The swift rollout of coronavirus testing was not South Korea’s first large-scale effort to combat an infectious organism. During the 1960s, according to DiMoia, one of the biggest medical problems plaguing South Korea was parasite infestation. The Park government made a concerted effort to eradicate parasites through a national testing program that targeted elementary school students. For nearly two decades, collecting of stool samples for analysis was a routine part of life for South Korean children. The children that learned — at times grudgingly — to accept government testing for parasites during the 1970s and 1980s are now the adults who willingly line up to be tested for the coronavirus.
Today, the Moon Jae-in government’s response to the virus has not been without flaws and criticism. The South Korean media has blamed him for not moving quickly enough to ban Chinese tourists when the virus began spreading rapidly. Others have criticized the high degree of state surveillance that accompanied the rollout of testing. The government would have had far more difficulty carrying out contact tracing if it could not have closely followed the movement of its citizens through their smartphones and credit cards.
Here, too, there are faint echoes of South Korea’s authoritarian past, which was too often marked by the close monitoring of students, intellectuals and other dissidents by military regimes.
But Moon, who was imprisoned during the 1970s for protesting Park Chung Hee’s authoritarian rule, has been careful to keep his policies within the confines of democratic accountability. Conservative U.S. commentators who claim South Korea has succeeded because it is not a democracy have it wrong. In fact, South Korea has avoided the draconian lockdowns and travel restrictions imposed by the Communist Party of China.
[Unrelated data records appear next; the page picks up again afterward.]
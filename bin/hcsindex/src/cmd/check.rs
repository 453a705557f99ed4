//! Check command - validate configuration and manifest

use std::{collections::BTreeSet, path::Path};

use color_eyre::eyre::{Result, bail};
use hcsindex_core::{Config, Manifest, ValidationReport};
use hcsindex_manifest::PatternTable;

/// Run the check command.
///
/// Validates the configuration, the label patterns and the manifest.
pub fn run(config_path: &Path, strict: bool) -> Result<()> {
    tracing::info!(?config_path, strict, "Checking configuration and manifest");

    let mut result = ValidationReport::default();

    // Validate configuration
    println!("Checking configuration...");
    let config = match Config::load_with_env(config_path) {
        Ok(c) => {
            println!("  ✓ Configuration valid");
            Some(c)
        }
        Err(e) => {
            result.add_error(format!("Configuration error: {e}"));
            println!("  ✗ Configuration invalid: {e}");
            None
        }
    };

    if let Some(ref cfg) = config {
        println!("\nChecking label patterns...");
        check_patterns(cfg, &mut result);

        println!("\nChecking directories...");
        check_directories(cfg, &mut result);

        println!("\nChecking manifest...");
        check_manifest(cfg, &mut result);
    }

    // Print summary
    println!();
    println!("Summary:");
    println!("  Errors:   {}", result.errors.len());
    println!("  Warnings: {}", result.warnings.len());

    if result.has_errors() {
        println!();
        println!("Errors:");
        for err in &result.errors {
            println!("  ✗ {err}");
        }
    }

    if result.has_warnings() {
        println!();
        println!("Warnings:");
        for warn in &result.warnings {
            println!("  ⚠ {warn}");
        }
    }

    // Determine exit status
    if result.has_errors() {
        bail!("Validation failed with {} error(s)", result.errors.len());
    }

    if strict && result.has_warnings() {
        bail!(
            "Validation failed with {} warning(s) (strict mode)",
            result.warnings.len()
        );
    }

    println!();
    println!("✓ All checks passed");

    Ok(())
}

/// Compile the label pattern table.
fn check_patterns(config: &Config, result: &mut ValidationReport) {
    match PatternTable::compile(&config.label_patterns(), config.build.min_label_len) {
        Ok(table) => {
            let source = if config.patterns.is_empty() {
                "built-in"
            } else {
                "configured"
            };
            println!("  ✓ {} {source} patterns compile", table.len());
        }
        Err(e) => {
            result.add_error(e.to_string());
            println!("  ✗ {e}");
        }
    }
}

/// Check that the document directory and source list exist.
fn check_directories(config: &Config, result: &mut ValidationReport) {
    let pdf_dir = &config.paths.pdf_dir;
    if pdf_dir.is_dir() {
        println!("  ✓ {}/ exists", pdf_dir.display());
    } else {
        result.add_warning(format!(
            "PDF directory missing: {}/ (run `hcsindex fetch`)",
            pdf_dir.display()
        ));
        println!("  ⚠ {}/ missing", pdf_dir.display());
    }

    let list_file = &config.fetch.list_file;
    if list_file.is_file() || !config.fetch.sources.is_empty() {
        println!("  ✓ Sources configured");
    } else {
        result.add_warning(format!("Source list missing: {}", list_file.display()));
        println!("  ⚠ {} missing", list_file.display());
    }
}

/// Load and validate the manifest.
fn check_manifest(config: &Config, result: &mut ValidationReport) {
    let manifest = match Manifest::load(&config.paths.manifest) {
        Ok(manifest) => manifest,
        Err(e) if e.is_manifest_missing() => {
            result.add_warning(e.to_string());
            println!("  ⚠ {} missing", config.paths.manifest.display());
            return;
        }
        Err(e) => {
            result.add_error(e.to_string());
            println!("  ✗ {e}");
            return;
        }
    };

    println!(
        "  ✓ {} sections in {} documents",
        manifest.len(),
        manifest.documents.len()
    );

    result.merge(manifest.validate());

    // Documents indexed earlier but since removed from the PDF directory.
    if config.paths.pdf_dir.is_dir() {
        let on_disk: BTreeSet<String> = std::fs::read_dir(&config.paths.pdf_dir)
            .into_iter()
            .flatten()
            .filter_map(|e| e.ok())
            .map(|e| e.file_name().to_string_lossy().into_owned())
            .collect();

        for doc in &manifest.documents {
            if !on_disk.contains(&doc.document_id) {
                result.add_warning(format!(
                    "{} is in the manifest but not in {}",
                    doc.document_id,
                    config.paths.pdf_dir.display()
                ));
            }
        }
    }
}

#[cfg(test)]
mod tests {
    use hcsindex_core::{DocumentInfo, SectionRecord};
    use tempfile::TempDir;

    use super::*;

    fn config_in(dir: &Path) -> Config {
        let mut config = Config::default();
        config.paths.pdf_dir = dir.join("pdfs");
        config.paths.manifest = dir.join("manifest.json");
        config
    }

    #[test]
    fn test_missing_manifest_is_a_warning() {
        let dir = TempDir::new().unwrap();
        let mut result = ValidationReport::default();

        check_manifest(&config_in(dir.path()), &mut result);

        assert!(!result.has_errors());
        assert_eq!(result.warnings.len(), 1);
        assert!(result.warnings[0].contains("Index not built"));
    }

    #[test]
    fn test_manifest_findings_are_collected() {
        let dir = TempDir::new().unwrap();
        let config = config_in(dir.path());
        std::fs::create_dir_all(&config.paths.pdf_dir).unwrap();
        std::fs::write(config.paths.pdf_dir.join("victorian.pdf"), b"%PDF-1.5").unwrap();

        Manifest::new(
            vec![
                DocumentInfo::new("victorian.pdf", 40),
                DocumentInfo::new("removed.pdf", 10),
            ],
            vec![SectionRecord::new(
                "victorian.pdf",
                3,
                "Queen Anne",
                "Evaluation Criteria",
                "Evaluation Criteria: Queen Anne",
            )],
        )
        .write_to_file(&config.paths.manifest)
        .unwrap();

        let mut result = ValidationReport::default();
        check_manifest(&config, &mut result);

        assert!(!result.has_errors());
        assert!(result.warnings.iter().any(|w| w.contains("removed.pdf: no sections")));
        assert!(
            result
                .warnings
                .iter()
                .any(|w| w.contains("removed.pdf is in the manifest but not in"))
        );
        assert!(!result.warnings.iter().any(|w| w.starts_with("victorian.pdf is in")));
    }

    #[test]
    fn test_invalid_pattern_is_an_error() {
        let mut config = Config::default();
        config.patterns.push(hcsindex_core::PatternConfig {
            name: Some("broken".to_string()),
            pattern: "(unclosed".to_string(),
            style: None,
            theme: None,
        });
        let mut result = ValidationReport::default();

        check_patterns(&config, &mut result);

        assert!(result.has_errors());
        assert!(result.errors[0].contains("broken"));
    }
}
Through the use of technology and data, South Korean has been able to keep businesses open to a greater extent than most parts of the United States.
South Korea’s impressive management of the coronavirus only strengthens its rapidly growing cultural influence around the world, which is abundantly clear in the widespread popularity of K-pop and the unprecedented success of the Korean film “Parasite” at the Academy Awards.
The Moon government’s deft handling of a global pandemic that has taken on nightmarish proportions elsewhere has drawn praise from health experts and policymakers worldwide, with many citing it as a model. “Let’s not follow Italy, let’s follow South Korea,” Sen. Mitt Romney (R-Utah) said recently when talking about how the United States should deal with its own swiftly escalating crisis.
Unfortunately, it is too late for the United States to emulate South Korea and avert thousands of deaths. But we could learn from its example, by encouraging better public-private partnerships in manufacturing needed medical equipment and protective gear and by encouraging Americans to embrace public health initiatives, including widespread testing, to save lives.